** Opening Records supplied block **

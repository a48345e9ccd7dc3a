#![allow(dead_code)]

use std::sync::Arc;

use wargame_content::{OracleScript, ScriptedOracles};
use wargame_core::{ActionResponse, Biography, Deck, GameConfig, GameState, Participant, Round};
use wargame_runtime::{InMemoryDocumentStore, OracleManager, Umpire};

pub const RULES: &str = "Each team acts once per round. No strikes on civilian shipping.";

pub fn admiral() -> Participant {
    Participant::new(&Biography::with_directive("Keep the strait open"), false).with_name("Admiral")
}

pub fn envoy() -> Participant {
    Participant::new(&Biography::with_directive("Broker a ceasefire"), true).with_name("Envoy")
}

/// Builder for test games with a Blue AI admiral and a Red human envoy.
pub struct Fixture {
    pub rounds: Vec<Round>,
    pub uses_dice: bool,
    pub deck: Option<Deck>,
    pub script: OracleScript,
    pub config: GameConfig,
}

impl Fixture {
    pub fn new(rounds: Vec<Round>) -> Self {
        Self {
            rounds,
            uses_dice: false,
            deck: None,
            script: OracleScript::new().default_action(ActionResponse::new("proceed")),
            config: GameConfig::default(),
        }
    }

    pub fn script(mut self, script: OracleScript) -> Self {
        self.script = script;
        self
    }

    pub fn dice(mut self) -> Self {
        self.uses_dice = true;
        self
    }

    pub fn deck(mut self, cards: &[&str]) -> Self {
        self.deck = Some(Deck::new(cards.iter().copied()));
        self
    }

    pub fn game(&self) -> GameState {
        let mut builder = GameState::builder()
            .rules_text(RULES)
            .rounds(self.rounds.clone())
            .team("Blue", vec![admiral()])
            .team("Red", vec![envoy()])
            .uses_dice(self.uses_dice)
            .initial_resource("Blue", "Admiral", "ships", 12);
        if let Some(deck) = &self.deck {
            builder = builder.deck(deck.clone());
        }
        let mut store = InMemoryDocumentStore::new();
        builder.build(&mut store).expect("fixture game should build")
    }

    pub fn umpire(self) -> (Umpire, Arc<ScriptedOracles>) {
        let game = self.game();
        let oracles = Arc::new(ScriptedOracles::new(self.script));
        let umpire = Umpire::new(
            game,
            OracleManager::from_shared(oracles.clone()),
            self.config,
        );
        (umpire, oracles)
    }
}

pub fn script() -> OracleScript {
    OracleScript::new().default_action(ActionResponse::new("proceed"))
}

** Closing Records supplied block **

Find the line that contains "pub fn script()". Restate it and all lines after it exactly, ending with the final line of the data.

**Completed task:**
pub fn script() -> OracleScript {
    OracleScript::new().default_action(ActionResponse::new("proceed"))
}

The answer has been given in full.